Escape from Tomorrow:


It was a pretty ballsy move to film a movie in Disney World without Disney's permission. For that alone, you have to give this movie some credit. But then what it does with that backdrop is insane -- and I mean insane in all the best of ways. The narrative framework sets you up to think this is going to be a film about mid-life crises and the search for youthful exuberance... and it is. But it's also a horror movie about a strange cat virus, a SF movie about the  Baudrillardian properties of identity in a mass mediated world, and a haunting vision of marriage and parental responsibility. And it's all wrapped up in imagery that would feel at home in a David Lynch film. At times it's a little sloppy, yeah. At times it wanders a bit.
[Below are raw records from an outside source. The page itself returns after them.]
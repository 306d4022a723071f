//! Source file discovery.

use std::fs;
use std::path::{Path, PathBuf};

use te_core::{Error, Result};

/// List the files in `dir` whose names match `pattern`, sorted.
///
/// `pattern` is a filename glob with at most one `*` wildcard
/// (e.g. `nano_1*.json`); without a `*` it is an exact name. Discovery is
/// non-recursive; directories and symlinks are skipped. Sorting keeps the
/// concatenation order deterministic across runs.
pub fn discover_files(dir: &Path, pattern: &str) -> Result<Vec<PathBuf>> {
    let (prefix, suffix) = split_pattern(pattern)?;

    let rd = fs::read_dir(dir).map_err(|e| {
        Error::InvalidArgument(format!("cannot read input directory {}: {}", dir.display(), e))
    })?;

    let mut out = Vec::new();
    for entry in rd {
        let entry = entry?;
        let ft = entry.file_type()?;
        if ft.is_symlink() || ft.is_dir() {
            continue;
        }
        let path = entry.path();
        if let Some(name) = path.file_name().and_then(|s| s.to_str())
            && matches(name, prefix, suffix)
        {
            out.push(path);
        }
    }
    out.sort();
    Ok(out)
}

fn split_pattern(pattern: &str) -> Result<(&str, Option<&str>)> {
    let mut parts = pattern.split('*');
    let prefix = parts.next().unwrap_or("");
    let suffix = parts.next();
    if parts.next().is_some() {
        return Err(Error::InvalidArgument(format!(
            "pattern '{}' has more than one '*'",
            pattern
        )));
    }
    Ok((prefix, suffix))
}

fn matches(name: &str, prefix: &str, suffix: Option<&str>) -> bool {
    match suffix {
        // No wildcard: exact name.
        None => name == prefix,
        Some(suffix) => {
            name.len() >= prefix.len() + suffix.len()
                && name.starts_with(prefix)
                && name.ends_with(suffix)
        }
    }
}
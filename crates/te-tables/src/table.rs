//! Columnar event table.

use std::collections::BTreeMap;

use te_core::{Error, Result};

/// An in-memory event table: one row per event, columns of `f64`.
///
/// All columns have the same length; undefined physics objects are `NaN`.
/// Tables are built once (load + concatenate) and read-only afterwards.
#[derive(Debug, Clone, PartialEq)]
pub struct EventTable {
    n_rows: usize,
    columns: BTreeMap<String, Vec<f64>>,
}

impl EventTable {
    /// Build a table from named columns.
    ///
    /// Fails with `InvalidArgument` if column lengths differ.
    pub fn from_columns(columns: BTreeMap<String, Vec<f64>>) -> Result<Self> {
        let n_rows = columns.values().next().map(Vec::len).unwrap_or(0);
        for (name, col) in &columns {
            if col.len() != n_rows {
                return Err(Error::InvalidArgument(format!(
                    "column '{}' has {} rows, expected {}",
                    name,
                    col.len(),
                    n_rows
                )));
            }
        }
        Ok(Self { n_rows, columns })
    }

    /// An empty table carrying the expected column names.
    pub fn empty_with_columns<I, S>(names: I) -> Self
    where
        I: IntoIterator<Item = S>,
        S: Into<String>,
    {
        let columns = names.into_iter().map(|n| (n.into(), Vec::new())).collect();
        Self { n_rows: 0, columns }
    }

    /// Number of rows (events).
    pub fn n_rows(&self) -> usize {
        self.n_rows
    }

    /// Whether the table has no rows.
    pub fn is_empty(&self) -> bool {
        self.n_rows == 0
    }

    /// Column names in stable (sorted) order.
    pub fn column_names(&self) -> impl Iterator<Item = &str> {
        self.columns.keys().map(String::as_str)
    }

    /// Iterate columns as `(name, data)` in stable (sorted) order.
    pub fn columns(&self) -> impl Iterator<Item = (&str, &[f64])> {
        self.columns.iter().map(|(name, col)| (name.as_str(), col.as_slice()))
    }

    /// Borrow a column, failing with `InvalidArgument` naming it if absent.
    pub fn column(&self, name: &str) -> Result<&[f64]> {
        self.columns
            .get(name)
            .map(Vec::as_slice)
            .ok_or_else(|| Error::InvalidArgument(format!("missing column '{}'", name)))
    }

    /// Whether a column exists.
    pub fn has_column(&self, name: &str) -> bool {
        self.columns.contains_key(name)
    }

    /// Concatenate tables in order into one logical table.
    ///
    /// All tables must carry identical column sets (extraction produces
    /// aligned schemas); a mismatch fails with `InvalidArgument`.
    pub fn concat(tables: Vec<EventTable>) -> Result<EventTable> {
        let mut iter = tables.into_iter();
        let Some(mut merged) = iter.next() else {
            return Ok(EventTable { n_rows: 0, columns: BTreeMap::new() });
        };

        for table in iter {
            if !table
                .columns
                .keys()
                .eq(merged.columns.keys())
            {
                return Err(Error::InvalidArgument(
                    "cannot concatenate tables with different column sets".to_string(),
                ));
            }
            for (name, mut col) in table.columns {
                merged
                    .columns
                    .get_mut(&name)
                    .expect("column sets checked equal")
                    .append(&mut col);
            }
            merged.n_rows += table.n_rows;
        }
        Ok(merged)
    }

}
fn main() -> Result<()> {
    let cli = Cli::parse();

    tracing_subscriber::fmt().with_max_level(cli.log_level).with_target(false).init();

    match cli.command {
        Commands::Extract { spec, cache_dir, force } => {
            cmd_extract(&spec, cache_dir, force)
        }
        Commands::Rates { spec, quantity, output, threads } => {
            cmd_rates(&spec, quantity.as_deref(), output.as_ref(), threads)
        }
        Commands::Thresholds { spec, output, threads } => {
            cmd_thresholds(&spec, output.as_ref(), threads)
        }
        Commands::Efficiency { spec, quantity, output, threads } => {
            cmd_efficiency(&spec, quantity.as_deref(), output.as_ref(), threads)
        }
        Commands::Scan { spec, out_dir, overwrite, force, threads } => {
            cmd_scan(&spec, &out_dir, overwrite, force, threads)
        }
        Commands::Viz { command } => match command {
            VizCommands::Distributions { spec, quantity, bins, min, max, output } => {
                cmd_viz_distributions(&spec, quantity.as_deref(), bins, min, max, output.as_ref())
            }
            VizCommands::Resolution { spec, quantity, bins, min, max, output } => {
                cmd_viz_resolution(&spec, quantity.as_deref(), bins, min, max, output.as_ref())
            }
        },
        Commands::Version => {
            println!("trigeff {}", te_core::VERSION);
            Ok(())
        }
    }
}

fn init_threads(threads: usize) {
    if threads > 0 {
        // Best-effort; if a global pool already exists, keep going.
        let _ = rayon::ThreadPoolBuilder::new().num_threads(threads).build_global();
    }
}
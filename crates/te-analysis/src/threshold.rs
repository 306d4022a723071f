//! Fixed-rate threshold solving: inverse lookup on a rate curve.

use te_core::RateCurve;

/// Bin index at which a rate curve crosses `target`.
///
/// Returns the largest bin index whose cumulative rate is still at least
/// `target` — the inverse of the non-increasing step function. On a flat
/// region (e.g. zero background over a range of bins) every tied bin
/// matches and the largest index wins; this is the documented tie-break.
///
/// Boundary behavior, by definition rather than error:
/// - `target` above the curve maximum: bin 0 (threshold at range start);
/// - `target` at or below the curve minimum: the last bin (saturation).
pub fn threshold_bin_for_rate(rates: &[f64], target: f64) -> usize {
    for i in (0..rates.len()).rev() {
        if rates[i] >= target {
            return i;
        }
    }
    0
}

/// Physical threshold value (bin lower edge) matching `target` on `curve`.
pub fn threshold_for_rate(curve: &RateCurve, target: f64) -> f64 {
    let bin = threshold_bin_for_rate(&curve.rates, target);
    curve.binning.low_edge(bin)
}
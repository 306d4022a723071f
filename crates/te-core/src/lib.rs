//! # te-core
//!
//! Core types for TrigEff: errors, binning, curve types, and the scan spec.
//!
//! Everything here is plain data shared between the table provider
//! (`te-tables`), the numeric core (`te-analysis`), and the artifact layer
//! (`te-viz`); no I/O happens in this crate beyond serde derives.

#![warn(missing_docs)]
#![warn(clippy::all)]

/// Equal-width binning.
pub mod binning;

/// Error type and result alias.
pub mod error;

/// Scan specification records and validation.
pub mod spec;

/// Curve and sample types.
pub mod types;

pub use binning::Binning;
pub use error::{Error, Result};
pub use spec::{ConfigurationSpec, QuantitySpec, RateNormalization, ScanSpec, SourceKind};
pub use types::{EfficiencyCurve, RateCurve, SampleKind};

/// Workspace version reported by the CLI.
pub const VERSION: &str = env!("CARGO_PKG_VERSION");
But this movie is probably the strangest piece of art or entertainment I've engaged with all year.

Blackfish:

A psychotic orca, deranged through torturous living conditions. An evil, monolithic corporate entity that victimizes human and beast alike. An implicit condemnation of our near-religious culture of spectatorship and capitalistic subjugation of the natural world. An ambiguous conclusion in which nothing is resolved, the dead are still quite dead, the monster is still loose, and the forces that created it remain active and in power. Documentary? Yes. Horror movie? You bet.
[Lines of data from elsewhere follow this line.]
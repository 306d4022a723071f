use serde::{Deserialize, Serialize};

use te_analysis::{ConfigurationRates, QuantityRates, QuantityScan};
use te_core::RateCurve;

use crate::meta::ArtifactMeta;

/// Schema tag for [`RateCurveArtifact`].
pub const RATES_SCHEMA: &str = "trigeff_rates_v0";

/// One configuration's cumulative rate curve.
#[derive(Debug, Clone, Serialize, Deserialize)]
pub struct RateCurveSeries {
    /// Configuration label.
    pub label: String,
    /// Cumulative rates (Hz), aligned with the artifact's bin edges.
    pub rates: Vec<f64>,
    /// Thresholds solved for this configuration (reference thresholds for
    /// the reference configuration), physical units.
    pub thresholds: Vec<f64>,
    /// Events the curve was built from.
    pub n_events: usize,
    /// Events-to-Hz scale applied.
    pub scale: f64,
}

impl RateCurveSeries {
    fn new(label: &str, curve: &RateCurve, thresholds: &[f64]) -> Self {
        Self {
            label: label.to_string(),
            rates: curve.rates.clone(),
            thresholds: thresholds.to_vec(),
            n_events: curve.n_events,
            scale: curve.scale,
        }
    }
}

/// Plot-friendly artifact for the rate-vs-threshold curves of one quantity.
#[derive(Debug, Clone, Serialize, Deserialize)]
pub struct RateCurveArtifact {
    /// Schema tag ([`RATES_SCHEMA`]).
    pub schema_version: String,
    /// Tool + provenance metadata.
    pub meta: ArtifactMeta,
    /// Quantity name.
    pub quantity: String,
    /// Reference configuration label.
    pub reference: String,
    /// Target rates (Hz) the thresholds were matched to.
    pub target_rates: Vec<f64>,
    /// Shared bin edges (length = bins + 1).
    pub bin_edges: Vec<f64>,
    /// Per-configuration curves, spec order.
    pub series: Vec<RateCurveSeries>,
}

impl RateCurveArtifact {
    /// Build the artifact from one quantity's rate-stage output.
    pub fn from_rates(scan: &QuantityRates, reference: &str, meta: ArtifactMeta) -> Self {
        let bin_edges = scan
            .configurations
            .first()
            .map(|c: &ConfigurationRates| c.rate_curve.binning.edges())
            .unwrap_or_default();
        let series = scan
            .configurations
            .iter()
            .map(|c| RateCurveSeries::new(&c.label, &c.rate_curve, &c.thresholds))
            .collect();
        Self::assemble(&scan.quantity, reference, &scan.target_rates, bin_edges, series, meta)
    }

    /// Build the artifact from one quantity's full scan output.
    pub fn from_scan(scan: &QuantityScan, reference: &str, meta: ArtifactMeta) -> Self {
        let bin_edges = scan
            .configurations
            .first()
            .map(|c| c.rate_curve.binning.edges())
            .unwrap_or_default();
        let series = scan
            .configurations
            .iter()
            .map(|c| RateCurveSeries::new(&c.label, &c.rate_curve, &c.thresholds))
            .collect();
        Self::assemble(&scan.quantity, reference, &scan.target_rates, bin_edges, series, meta)
    }

    fn assemble(
        quantity: &str,
        reference: &str,
        target_rates: &[f64],
        bin_edges: Vec<f64>,
        series: Vec<RateCurveSeries>,
        meta: ArtifactMeta,
    ) -> Self {
        Self {
            schema_version: RATES_SCHEMA.to_string(),
            meta,
            quantity: quantity.to_string(),
            reference: reference.to_string(),
            target_rates: target_rates.to_vec(),
            bin_edges,
            series,
        }
    }
}

#[cfg(test)]
mod tests {
    use super::*;
    use te_core::Binning;

    fn rates() -> QuantityRates {
        QuantityRates {
            quantity: "met".to_string(),
            target_rates: vec![120.0],
            configurations: vec![ConfigurationRates {
                label: "Default".to_string(),
                rate_curve: RateCurve {
                    binning: Binning::new(0.0, 4.0, 4).unwrap(),
                    rates: vec![4.0, 3.0, 2.0, 1.0],
                    scale: 1.0,
                    n_events: 4,
                },
                thresholds: vec![2.0],
            }],
        }
    }

    #[test]
    fn artifact_aligns_edges_and_series() {
        let meta = ArtifactMeta::new(None).unwrap();
        let artifact = RateCurveArtifact::from_rates(&rates(), "Default", meta);
        assert_eq!(artifact.schema_version, RATES_SCHEMA);
        assert_eq!(artifact.bin_edges.len(), artifact.series[0].rates.len() + 1);
        assert_eq!(artifact.series[0].thresholds, vec![2.0]);
        assert_eq!(artifact.target_rates, vec![120.0]);
        assert_eq!(artifact.reference, "Default");
    }
}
The Hunger Games: Catching Fire:

I just lost my underground credibility, didn't I? Well, so be it. These are fine movies and the novels are pretty decent, too. Sure, there are flaws in both, but for a YA series to feature a relatively interesting dystopian world and a fully fleshed, badass heroine is a miracle. Plus, I think there's more going on here than most people realize. The series isn't so much about the evils of government or the tyranny of the wealthy few, but the nature of power, in general -- the ways in which it corrupts with a subtle blade and the ways in which it can be concentrated and held (namely, in the HG world, through aesthetic manipulation).

V/H/S 2:

I like the first one better. That being said, this is still a decent compilation of found-footage shorts all mashed up into one film. Like its predecessor, it shows that there's still life left in that format and, if done well, it can still be a quite effective tool for horror. This was worth my time for Timo Tjahjanto's "Safe Haven" segment, alone (in which evil cults, mass suicide, and dimensional doorways feature heavily).
This is the End

It's ridiculous. It's apocalyptic. It's self-referential and self-aware. And it includes a cameo from the Backstreet Boys apropos of nothing. What's not to like?